The blurb on the back:

This is the red-hot novel that dares to confront the most burning issue of our times.
This is the blazing book that scorches without fear the very fabric of our society.
This is the books that spins at the centre of today's whirlpool of permissiveness -
and repression.
This is THE CENSOR - John Gardner's latest. Read it.

opening lines:
It was not natural.

There are a couple of other John Gardner novels on this site, but they draw on his more normal interests of crime and espionage, and unfortunately those interests aren't my interests. So while I'm prepared to recognize that they're well written, I'm not going to be too enthusiastic about recommending them. This one, however, is something else altogether. Here we get onto things that I know and care about: the role of popular fiction in the modern world and the nature of censorship.

This is the set-up: David Askelon is an American writer who's hit it big with a fat million-selling novel entitled The Golden Spin and is now in London preparing for the British publication. The book tells the story of four young men from different States drifting individually towards Haight-Ashbury in pursuit of the hippy dream; once there they meet, form a band called The Essential Hypertension and become world superstars. Sounds like it could be a neat novel, and a sure-fire best-seller, but - to the distress of the British publishers - it's a story laced with hardcore sex, drugs and violence. Exactly the sort of thing, in other words, that's guaranteed to upset right-wing moralisers. And one of those great 1960s obscenity trials looms.

Now I'm a big fan of the history of obscenity trials (check out John Sutherland's fantastic Offensive Literature for a thorough and accessible account), and so this stuff is right up my street. And when I find that one of the critics of The Golden Spin is named Harvey Proctor, it all becomes irresistible to me.

So it's eminently readable, great fun and addresses some serious issues. Where it falls down a little is its lack of focus. The strap-line on the cover - 'The secret life of an anti-pornography campaigner' - indicates one of the strands running through the book, but there are others.
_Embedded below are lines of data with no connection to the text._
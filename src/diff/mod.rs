pub mod file;
pub mod full;
pub mod hunk;

pub use file::{FileDiff, FileStatus};
pub use full::{Diff, DiffSummary, parse_diff};
pub use hunk::{Hunk, HunkHeader};
use cc_review::{DiffSource, ReviewError, render};
use clap::{CommandFactory, Parser};
use colored::Colorize;
use std::process::ExitCode;

#[derive(Parser)]
#[command(name = "cc-review", version)]
#[command(about = "Review the changes in a git working tree, file by file and hunk by hunk")]
struct Cli {
    /// Reference to diff against (defaults to HEAD)
    reference: Option<String>,

    /// Run as if started in this directory
    #[arg(short = 'C', long = "repo", default_value = ".")]
    repo: String,

    /// Disable colored output
    #[arg(long)]
    no_color: bool,

    /// Log debug output to stderr (RUST_LOG overrides)
    #[arg(short, long)]
    verbose: bool,

    /// Print a shell completion script and exit
    #[arg(long, value_enum, value_name = "SHELL", hide = true)]
    completions: Option<clap_complete::Shell>,

    /// Print a man page and exit
    #[arg(long, hide = true)]
    man: bool,
}

fn main() -> ExitCode {
    let cli = Cli::parse();

    let default_filter = if cli.verbose { "debug" } else { "warn" };
    env_logger::Builder::from_env(env_logger::Env::default().default_filter_or(default_filter))
        .init();

    if cli.no_color {
        colored::control::set_override(false);
    }

    if let Some(shell) = cli.completions {
        clap_complete::generate(shell, &mut Cli::command(), "cc-review", &mut std::io::stdout());
        return ExitCode::SUCCESS;
    }

    if cli.man {
        return match clap_mangen::Man::new(Cli::command()).render(&mut std::io::stdout()) {
            Ok(()) => ExitCode::SUCCESS,
            Err(e) => {
                eprintln!("{} {}", "Failed to render man page:".red(), e);
                ExitCode::FAILURE
            }
        };
    }

    println!("{} - Code Review Tool\n", "cc-review".bold().cyan());
    println!("{}", "Fetching diff...".dimmed());

    match DiffSource::new(&cli.repo).review(cli.reference.as_deref()) {
        Ok(diff) => {
            print!("{}", render::format_review(&diff));
            println!("\n{} Review complete!", "✓".green());
            ExitCode::SUCCESS
        }
        Err(ReviewError::NoChanges { reference }) => {
            log::debug!("empty diff against {reference}");
            println!("{}", "No changes to review!".yellow());
            ExitCode::SUCCESS
        }
        Err(ReviewError::DiffExitError { stderr }) => {
            eprintln!("{} {}", "Error running git diff:".red(), stderr.trim_end());
            ExitCode::FAILURE
        }
        Err(e) => {
            eprintln!("{} {}", "Error:".red(), e);
            ExitCode::FAILURE
        }
    }
}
We also see a great deal of Askelon, of his English publisher, of the women they both pursue, of the publisher's wife, of the wife of the anti-pornography campaigner, of one of the people brought in by the anti-pornography campaigner to fight the novel. And so on... There are so many elements that the central drive of the story has its power reduced. And given that we're heading towards a court scene - the most dramatic of all plot devices - it's a bit of a shame. Some trimming and sharpening and this could have been a tremendous book.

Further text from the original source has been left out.